§ About this exercise
Every record must be reproduced exactly. Leave none out.

§ Stored data
▬▬▬▬▬▬
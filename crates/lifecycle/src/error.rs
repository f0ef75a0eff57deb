//! Lifecycle engine error types.

use common::{OrderId, UserId};
use domain::{OrderError, OrderStatus};
use order_store::StoreError;
use thiserror::Error;

/// Errors that can occur during lifecycle operations.
#[derive(Debug, Error)]
pub enum EngineError {
    /// The requested target status is not reachable from the current one.
    #[error("Invalid transition from {from} to {to}")]
    InvalidTransition { from: OrderStatus, to: OrderStatus },

    /// The order cannot take or swap a delivery agent in its current status.
    #[error("Order {order_id} is not assignable in status {status}")]
    NotAssignable {
        order_id: OrderId,
        status: OrderStatus,
    },

    /// The order is terminal and no longer accepts payment evidence.
    #[error("Order {order_id} is closed in status {status}")]
    Closed {
        order_id: OrderId,
        status: OrderStatus,
    },

    /// The actor is not permitted to perform this operation.
    #[error("Unauthorized: {0}")]
    Unauthorized(String),

    /// The payment evidence on file does not allow delivery.
    #[error("Payment not cleared for order {0}")]
    PaymentNotCleared(OrderId),

    /// Order not found.
    #[error("Order not found: {0}")]
    NotFound(OrderId),

    /// The named user does not resolve to a delivery agent.
    #[error("Delivery staff not found: {0}")]
    StaffNotFound(UserId),

    /// The order changed underneath this operation; reload and retry.
    #[error(
        "Concurrency conflict for order {order_id}: expected status {expected}, found {actual}"
    )]
    Conflict {
        order_id: OrderId,
        expected: OrderStatus,
        actual: OrderStatus,
    },

    /// Domain validation error.
    #[error("Order error: {0}")]
    Order(#[from] OrderError),

    /// Store error other than not-found or conflict.
    #[error("Store error: {0}")]
    Store(StoreError),
}

impl From<StoreError> for EngineError {
    fn from(e: StoreError) -> Self {
        match e {
            StoreError::NotFound(order_id) => EngineError::NotFound(order_id),
            StoreError::Conflict {
                order_id,
                expected,
                actual,
            } => EngineError::Conflict {
                order_id,
                expected,
                actual,
            },
            other => EngineError::Store(other),
        }
    }
}

/// Convenience type alias for engine results.
pub type Result<T> = std::result::Result<T, EngineError>;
▬▬▬▬▬▬
§ Result for this exercise
filename crates/lifecycle/src/error.rs
repository f0ef75a0eff57deb
//! Lifecycle engine error types.

use common::{OrderId, UserId};
use domain::{OrderError, OrderStatus};
use order_store::StoreError;
use thiserror::Error;

/// Errors that can occur during lifecycle operations.
#[derive(Debug, Error)]
pub enum EngineError {
    /// The requested target status is not reachable from the current one.
    #[error("Invalid transition from {from} to {to}")]
    InvalidTransition { from: OrderStatus, to: OrderStatus },

    /// The order cannot take or swap a delivery agent in its current status.
    #[error("Order {order_id} is not assignable in status {status}")]
    NotAssignable {
        order_id: OrderId,
        status: OrderStatus,
    },

    /// The order is terminal and no longer accepts payment evidence.
    #[error("Order {order_id} is closed in status {status}")]
    Closed {
        order_id: OrderId,
        status: OrderStatus,
    },

    /// The actor is not permitted to perform this operation.
    #[error("Unauthorized: {0}")]
    Unauthorized(String),

    /// The payment evidence on file does not allow delivery.
    #[error("Payment not cleared for order {0}")]
    PaymentNotCleared(OrderId),

    /// Order not found.
    #[error("Order not found: {0}")]
    NotFound(OrderId),

    /// The named user does not resolve to a delivery agent.
    #[error("Delivery staff not found: {0}")]
    StaffNotFound(UserId),

    /// The order changed underneath this operation; reload and retry.
    #[error(
        "Concurrency conflict for order {order_id}: expected status {expected}, found {actual}"
    )]
    Conflict {
        order_id: OrderId,
        expected: OrderStatus,
        actual: OrderStatus,
    },

    /// Domain validation error.
    #[error("Order error: {0}")]
    Order(#[from] OrderError),

    /// Store error other than not-found or conflict.
    #[error("Store error: {0}")]
    Store(StoreError),
}

impl From<StoreError> for EngineError {
    fn from(e: StoreError) -> Self {
        match e {
            StoreError::NotFound(order_id) => EngineError::NotFound(order_id),
            StoreError::Conflict {
                order_id,
                expected,
                actual,
            } => EngineError::Conflict {
                order_id,
                expected,
                actual,
            },
            other => EngineError::Store(other),
        }
    }
}

/// Convenience type alias for engine results.
pub type Result<T> = std::result::Result<T, EngineError>;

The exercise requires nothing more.